Com. v. Anderson

Citation2003 PA Super 290,830 A.2d 1013
PartiesCOMMONWEALTH of Pennsylvania, Appellee, v. Clifford J. ANDERSON, Appellant.
Decision Date07 August 2003
CourtSuperior Court of Pennsylvania

Robert F. Hawk, Butler, for appellant.

Timothy F. McCune, Asst. Dist. Atty., Butler, for Com., appellee.

BEFORE: TODD, GRACI, and KELLY, JJ.

OPINION BY KELLY, J.:

¶ 1 Appellant, Clifford J. Anderson, asks us to determine whether the trial court miscalculated his prior record score and consequently imposed an excessive sentence without sufficient reasons for sentencing Appellant in the aggravated range of the sentencing guidelines. Appellant also questions whether the court relied on improper factors when imposing Appellant's sentence. We hold the trial court properly calculated Appellant's prior record score where Appellant's previous sentences were not totally concurrent, and adequately stated its reasons for the sentence imposed. We further hold Appellant has waived his claim that the court considered improper factors at sentencing for failing to object at sentencing or preserve the issue in a post-sentencing motion. Accordingly, we affirm.

¶ 2 The relevant facts and procedural history are as follows:

[Appellant] was arrested on May 22, 2000, and charged at one count each of Possession with Intent to Deliver, 35 P.S. § 780-113(a)(30), and Possession of a Controlled Substance, 35 P.S. § 780-113(a)(16). The case proceeded to trial by jury before the Honorable Thomas J. Doerr on March 12, 2001. On March 14, 2001, the jury found [Appellant] guilty of both offenses. On May 16, 2001, the Court sentenced [Appellant] to a term of imprisonment of thirty-three (33) to one hundred twenty (120) months for the Possession With Intent to Deliver conviction and to no further penalty for the Possession of a Controlled Substance conviction.
The sentence was in the aggravated range. The Court based the aggravated sentence on several factors, including [Appellant's] prior felony convictions at CC # 572 of 1998, 573 of 1998, 574 of 1998, and 575 of 1998. In light of the prior convictions, the Court used a prior record score of five (5) in imposing sentence. [Appellant] filed a Motion for Modification of Sentence on May 29, 2001.1

(Trial Court Opinion, dated September 21, 2001, at 1-2). The trial court denied Appellant's post-sentencing motion on September 12, 2001. Appellant did not file a direct appeal. On April 13, 2002, Appellant filed a timely pro se petition under the Post Conviction Relief Act2, counsel was appointed, and the court held a hearing on the petition. On August 2, 2002, the trial court reinstated Appellant's rights to a direct appeal nunc pro tunc. This timely appeal followed.
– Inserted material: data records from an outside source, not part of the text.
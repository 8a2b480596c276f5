use reqwest::header::{HeaderMap, HeaderValue, ACCEPT, ACCEPT_LANGUAGE, USER_AGENT};

/// Build the identifying request headers sent to the archive
///
/// The crawler announces itself rather than posing as a browser. An invalid
/// user agent string falls back to the crate name and version.
///
/// # Examples
///
/// ```
/// use toiscrape::crawler::headers::build_archive_headers;
///
/// let headers = build_archive_headers("ndli-toi-scraper/1.0 (+https://github.com/)");
/// assert!(headers.contains_key(reqwest::header::USER_AGENT));
/// ```
pub fn build_archive_headers(user_agent: &str) -> HeaderMap {
    let mut headers = HeaderMap::new();

    let agent = HeaderValue::from_str(user_agent).unwrap_or_else(|_| {
        HeaderValue::from_static(concat!("toiscrape/", env!("CARGO_PKG_VERSION")))
    });
    headers.insert(USER_AGENT, agent);
    headers.insert(
        ACCEPT,
        HeaderValue::from_static("text/html,application/xhtml+xml,application/xml;q=0.9,*/*;q=0.8"),
    );
    headers.insert(ACCEPT_LANGUAGE, HeaderValue::from_static("en-IN,en;q=0.9"));

    headers
}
¶ 3 Appellant raises the following issues for our review:

I. WHETHER THE PRIOR RECORD SCORE USED IN COMPUTING
SENTENCE TO BE ENTERED AGAINST DEFENDANT (APPELLANT HEREIN) WAS ERRONEOUSLY COMPUTED?
II. WHETHER THE SENTENCE IMPOSED ON THIS CASE WAS EXCESSIVE?
III. WHETHER THE HONORABLE TRIAL COURT ABUSED ITS DISCRETION IN SENTENCING IN THE AGGRAVATING CIRCUMSTANCES RANGE?

(Appellant's Brief at 3).

¶ 4 Initially, Appellant argues that his prior record score should be two (2). Specifically, Appellant asserts that the court miscalculated his prior record score because the sentences Appellant received in 1998 on four felonies were imposed totally concurrent. Pursuant to 204 Pa.Code § 303.5(b), Appellant contends only the conviction with the greatest number of points under Section 303.7 should be counted in his prior record score. Further, Appellant submits under subsection (c), totally concurrent means each sentence imposed does not increase the term of the sentence. Appellant concludes the trial court improperly treated his four felony convictions in 1998 as separate offenses and applied an incorrect prior record score to his current offenses.

¶ 5 Next, Appellant asserts his sentence is excessive because the trial court erred in calculating his prior record score. As a result of the court's error, Appellant submits his sentence was inordinately increased. Appellant also complains the court failed to provide its reasons on the record for sentencing Appellant in the aggravated range.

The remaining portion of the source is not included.